Here we are, just three months into 2021 and stock markets are already looking hugely different from last year.

With central banks in Asia and around the world supporting financial markets, the first half of this year will see more radical change for the markets.

Looking back 12 months, the panic and uncertainty surrounding the Covid-19 crisis resulted in a major and sudden global stock-market crash. Yet now, a year on, and thanks to historic stimulus packages from governments across the globe, mass Covid vaccine rollouts, easy money from central banks and all-time high levels of pent-up savings and demand, a major economic recovery is in the cards.

Indeed, it’s my view that we will see a far more robust global economic rebound than expected in 2021, especially in developed economies.

In fact, we could see the fastest growth in decades.

Evidence for this has been seen by the world’s de facto central bank, the US Federal Reserve, withdrawing three lending schemes to finish at the end of this month as scheduled because of a lack of use.

Therefore, with this potential economic boom looming, where should savvy investors be investing?

There is a great deal of chatter around the “rotation” phenomenon. This is a move into financial, industrial and energy stocks for example, sectors that could benefit from increased inflation and an improving economy, and away from tech stocks that experienced a boom during prolonged virus-fueled lockdowns.

Nevertheless, investing should never be an either/or scenario, and investors should always include value and growth stocks in their portfolios.

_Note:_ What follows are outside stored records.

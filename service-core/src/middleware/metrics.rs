use axum::{
    extract::{MatchedPath, Request},
    middleware::Next,
    response::Response,
};
use metrics::{counter, histogram};
use std::time::Instant;

/// Records request count and latency per method, route and status.
///
/// The route template is used as the `path` label so unmatched URLs collapse
/// into a single series.
pub async fn metrics_middleware(req: Request, next: Next) -> Response {
    let start = Instant::now();
    let method = req.method().to_string();
    let path = req
        .extensions()
        .get::<MatchedPath>()
        .map(|p| p.as_str().to_string())
        .unwrap_or_else(|| "unmatched".to_string());

    let response = next.run(req).await;

    let duration = start.elapsed();
    let status = response.status().as_u16().to_string();

    let labels = [("method", method), ("path", path), ("status", status)];

    counter!("http_requests_total", &labels).increment(1);
    histogram!("http_request_duration_seconds", &labels).record(duration.as_secs_f64());

    response
}
use secrecy::{ExposeSecret, Secret};
use service_core::config as core_config;
use service_core::error::AppError;
use service_core::retry::RetryConfig;
use std::env;
use std::str::FromStr;
use std::time::Duration;

const DEFAULT_MODEL: &str = "gemini-1.5-pro";
const DEFAULT_API_BASE: &str = "https://generativelanguage.googleapis.com/v1beta";
const DEFAULT_TIMEOUT_SECS: u64 = 60;
const DEFAULT_MAX_RETRIES: u32 = 2;
const DEFAULT_INITIAL_BACKOFF_MS: u64 = 250;
/// Front-end assets shipped with the crate, independent of the working directory.
pub const DEFAULT_STATIC_DIR: &str = concat!(env!("CARGO_MANIFEST_DIR"), "/static");

#[derive(Debug, Clone)]
pub struct AssistantConfig {
    pub common: core_config::Config,
    pub gemini: GeminiSettings,
    pub http: HttpSettings,
    pub otlp_endpoint: Option<String>,
}

#[derive(Debug, Clone)]
pub struct GeminiSettings {
    pub api_key: Secret<String>,
    pub model: String,
    pub api_base: String,
    /// Per-attempt deadline for a generate call.
    pub timeout_secs: u64,
    /// Retries after the first attempt, for transient failures only.
    pub max_retries: u32,
    pub initial_backoff_ms: u64,
}

#[derive(Debug, Clone)]
pub struct HttpSettings {
    pub allowed_origins: Vec<String>,
    pub static_dir: String,
}

impl AssistantConfig {
    pub fn load() -> Result<Self, AppError> {
        let common_config = core_config::Config::load()?;
        let is_prod = env::var("ENVIRONMENT").unwrap_or_else(|_| "dev".to_string()) == "prod";

        let config = AssistantConfig {
            common: common_config,
            gemini: GeminiSettings {
                // A missing key does not stop the service; generate calls fail instead.
                api_key: Secret::new(get_env("GEMINI_API_KEY", Some(""), false)?),
                model: get_env("GEMINI_MODEL", Some(DEFAULT_MODEL), is_prod)?,
                api_base: get_env("GEMINI_API_BASE", Some(DEFAULT_API_BASE), false)?,
                timeout_secs: parse_setting(
                    "GEMINI_TIMEOUT_SECS",
                    env::var("GEMINI_TIMEOUT_SECS").ok(),
                    DEFAULT_TIMEOUT_SECS,
                )?,
                max_retries: parse_setting(
                    "GEMINI_MAX_RETRIES",
                    env::var("GEMINI_MAX_RETRIES").ok(),
                    DEFAULT_MAX_RETRIES,
                )?,
                initial_backoff_ms: parse_setting(
                    "GEMINI_INITIAL_BACKOFF_MS",
                    env::var("GEMINI_INITIAL_BACKOFF_MS").ok(),
                    DEFAULT_INITIAL_BACKOFF_MS,
                )?,
            },
            http: HttpSettings {
                allowed_origins: get_env("CORS_ALLOWED_ORIGINS", Some("*"), false)?
                    .split(',')
                    .map(|o| o.trim().to_string())
                    .filter(|o| !o.is_empty())
                    .collect(),
                static_dir: get_env("STATIC_DIR", Some(DEFAULT_STATIC_DIR), false)?,
            },
            otlp_endpoint: env::var("OTLP_ENDPOINT").ok().filter(|e| !e.is_empty()),
        };

        config.validate()?;
        Ok(config)
    }

    /// Reject settings that would make every request fail.
    pub fn validate(&self) -> Result<(), AppError> {
        if self.gemini.timeout_secs == 0 {
            return Err(AppError::ConfigError(anyhow::anyhow!(
                "GEMINI_TIMEOUT_SECS must be greater than zero"
            )));
        }
        Ok(())
    }

    /// Configuration for tests: random port, no credentials, no retries.
    pub fn for_tests() -> Self {
        AssistantConfig {
            common: core_config::Config {
                port: 0,
                debug: true,
            },
            gemini: GeminiSettings {
                api_key: Secret::new(String::new()),
                model: DEFAULT_MODEL.to_string(),
                api_base: DEFAULT_API_BASE.to_string(),
                timeout_secs: 5,
                max_retries: 0,
                initial_backoff_ms: 10,
            },
            http: HttpSettings {
                allowed_origins: vec!["*".to_string()],
                static_dir: DEFAULT_STATIC_DIR.to_string(),
            },
            otlp_endpoint: None,
        }
    }

    pub fn has_api_key(&self) -> bool {
        !self.gemini.api_key.expose_secret().is_empty()
    }

    pub fn request_timeout(&self) -> Duration {
        Duration::from_secs(self.gemini.timeout_secs)
    }

    pub fn retry_config(&self) -> RetryConfig {
        RetryConfig {
            max_retries: self.gemini.max_retries,
            initial_backoff: Duration::from_millis(self.gemini.initial_backoff_ms),
            ..RetryConfig::default()
        }
    }
}

/// Parse an optional numeric setting; unset or blank means `default`.
fn parse_setting<T: FromStr>(key: &str, raw: Option<String>, default: T) -> Result<T, AppError>
where
    T::Err: std::fmt::Display,
{
    match raw.as_deref().map(str::trim) {
        None | Some("") => Ok(default),
        Some(value) => value.parse().map_err(|e| {
            AppError::ConfigError(anyhow::anyhow!("{} has invalid value '{}': {}", key, value, e))
        }),
    }
}

fn get_env(key: &str, default: Option<&str>, is_prod: bool) -> Result<String, AppError> {
    match env::var(key) {
        Ok(val) => Ok(val),
        Err(_) => {
            if is_prod {
                Err(AppError::ConfigError(anyhow::anyhow!(
                    "{} is required in production but not set",
                    key
                )))
            } else if let Some(def) = default {
                Ok(def.to_string())
            } else {
                Err(AppError::ConfigError(anyhow::anyhow!(
                    "{} is required but not set",
                    key
                )))
            }
        }
    }
}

Naturally, after the pandemic, it’s extremely likely certain lockdown habits will become permanent, such as working from home more.

Yet we’ll soon be traveling again and attending public events, and we’ll also be much more aware of the environment and hygiene procedures.

As such, value stocks are enjoying a revival, but nobody can really believe that major firms such as Amazon, Google and Tesla are not also companies of the future.

Consequently, as always, the best way for investors to sidestep risks and make the most of the inevitable opportunities is via sufficient portfolio diversification.

Indeed, just three months in and the stock markets are already very different this year compared with 2020.

So, in order not to miss out on the major economic rally, investors in Asia and around the world should top up their portfolios and ensure they are sufficiently diversified sooner rather than later.

Nigel Green founded deVere Group in 2002 from a single office in Hong Kong after discovering a niche market for expatriates in the financial services sector. Since then, it has grown to become one of the largest independent financial advisory organizations in the world with offices and clients across the globe.